Dejé el libro en mi estante, adelante, refulgente y a la vista de todos para que viesen que, aunque de segunda, uno leía cosas importantes. Me repetí eso durante algunas semanas.
Una tarde, retrasado para la clase de Estadística, me quedé en el patio y me encontré con mi amigo Charly, un abogado diez años mayor que yo, que se había puesto a estudiar Comunicaciones con el afán de ser publicista. Charly, que tenía encima una carrera, cien libros leídos más que yo y unos lentes de carey con montura naranja y negra, me mostró una caricatura que había hecho de Cortázar para ilustrar un libro que tenía en mente escribir. O al menos eso creí. No le conté mi fracaso con la novela que había dejado en mi paupérrima biblioteca, así que me quedé oyéndolo mientras tomaba notas mentales de algunos títulos que me sugería. Si no podía seguir a Julio, seguiría a Charly.
Me tomó una madrugada entera convencerme de que algo más sabía de Cortázar, o al menos en la superficie. Me senté al lado de mi cama, frente a la computadora y descargué “Casa tomada”, “El perseguidor”, varios cuentos de “Historias de Cronopios y Famas”, “Carta a una señorita en París”, “Cuello de gatito negro”, “La autopista del Sur”, “Queremos tanto a Glenda”, “Continuidad en los parques”, y me los leí en una noche escuchando ese bendito jazz y tomando vino barato.

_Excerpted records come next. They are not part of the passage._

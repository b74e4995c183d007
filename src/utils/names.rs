// Wed Oct 14 2026 - Alex

use once_cell::sync::Lazy;
use regex::Regex;
use unicode_normalization::char::is_combining_mark;
use unicode_normalization::UnicodeNormalization;

/// Longest file name stem the portal accepts for an export.
pub const DEFAULT_MAX_NAME_CHARS: usize = 15;

static SINGLE_CHAR_TAG: Lazy<Regex> = Lazy::new(|| Regex::new(r"</?.>").unwrap());
static NON_LETTERS: Lazy<Regex> = Lazy::new(|| Regex::new(r"[^a-zA-Z\s]+").unwrap());
static NON_ALPHANUMERIC: Lazy<Regex> = Lazy::new(|| Regex::new(r"[^a-zA-Z0-9\s]+").unwrap());

/// Drops accents by decomposing (NFKD) and discarding combining marks.
pub fn strip_accents(input: &str) -> String {
    input.nfkd().filter(|c| !is_combining_mark(*c)).collect()
}

fn tokens(input: &str, keep_digits: bool) -> Vec<String> {
    let plain = strip_accents(input);
    let untagged = SINGLE_CHAR_TAG.replace_all(&plain, "");
    let pattern = if keep_digits { &NON_ALPHANUMERIC } else { &NON_LETTERS };

    pattern
        .replace_all(&untagged, " ")
        .split_whitespace()
        .map(|t| t.to_string())
        .collect()
}

/// Entity name as the portal writes it into export file names: the first
/// `max_chars` characters, letters only, lowercase, words joined by `_`.
///
/// Applying it twice yields the same result, so names already taken from
/// file names can be normalized again before comparing.
pub fn normalize_name(input: &str, max_chars: usize) -> String {
    let truncated: String = input.chars().take(max_chars).collect();
    let words = tokens(&truncated, false);

    if words.is_empty() {
        return truncated.to_lowercase().replace(' ', "_");
    }

    words.join("_").to_lowercase()
}

/// Column header in stacked reports: letters and digits, uppercase, `_` joined.
pub fn normalize_column_name(input: &str) -> String {
    tokens(input, true).join("_").to_uppercase()
}

#[cfg(test)]
mod tests {
    use super::*;

    #[test]
    fn test_normalize_name() {
        assert_eq!(normalize_name("Olá!", DEFAULT_MAX_NAME_CHARS), "ola");
        assert_eq!(normalize_name("", DEFAULT_MAX_NAME_CHARS), "");
        assert_eq!(normalize_name("Côte d'Ivoire", DEFAULT_MAX_NAME_CHARS), "cote_d_ivoire");
        assert_eq!(normalize_name("<b>Brazil</b>", DEFAULT_MAX_NAME_CHARS), "brazil");
    }

    #[test]
    fn test_normalize_name_truncates_before_cleaning() {
        assert_eq!(
            normalize_name("United States of America", DEFAULT_MAX_NAME_CHARS),
            "united_states_o"
        );
        assert_eq!(
            normalize_name("Eu recebo R$ 1.000,00 por mês!", DEFAULT_MAX_NAME_CHARS),
            "eu_recebo_r"
        );
    }

    #[test]
    fn test_normalize_name_is_idempotent() {
        for name in ["Korea, Republic of", "Türkiye", "Hong Kong, China", "123"] {
            let once = normalize_name(name, DEFAULT_MAX_NAME_CHARS);
            assert_eq!(normalize_name(&once, DEFAULT_MAX_NAME_CHARS), once, "{}", name);
        }
    }

    #[test]
    fn test_normalize_name_fallback_keeps_input() {
        assert_eq!(normalize_name("123 45", DEFAULT_MAX_NAME_CHARS), "123_45");
    }

    #[test]
    fn test_normalize_column_name() {
        assert_eq!(normalize_column_name("Duty (%)"), "DUTY");
        assert_eq!(normalize_column_name("HS 2017 code"), "HS_2017_CODE");
        assert_eq!(normalize_column_name("Tariff línea"), "TARIFF_LINEA");
    }
}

A la mañana siguiente me desperté hecho una caricatura afrancesada, negra y afrancesada, y con diez lecturas más que el día anterior. Aunque en esa impostación y en esa pose no había encontrado nada, me uní al íntimo universo cortazariano del que hablaban personas que se parecían a lo que yo quería ser y entendí, sólo un poco, a qué se referían muchos con la actitud transgresora que había en sus textos, lo lúdico, conmovedor y pensativo que te dejaba haberlos leído.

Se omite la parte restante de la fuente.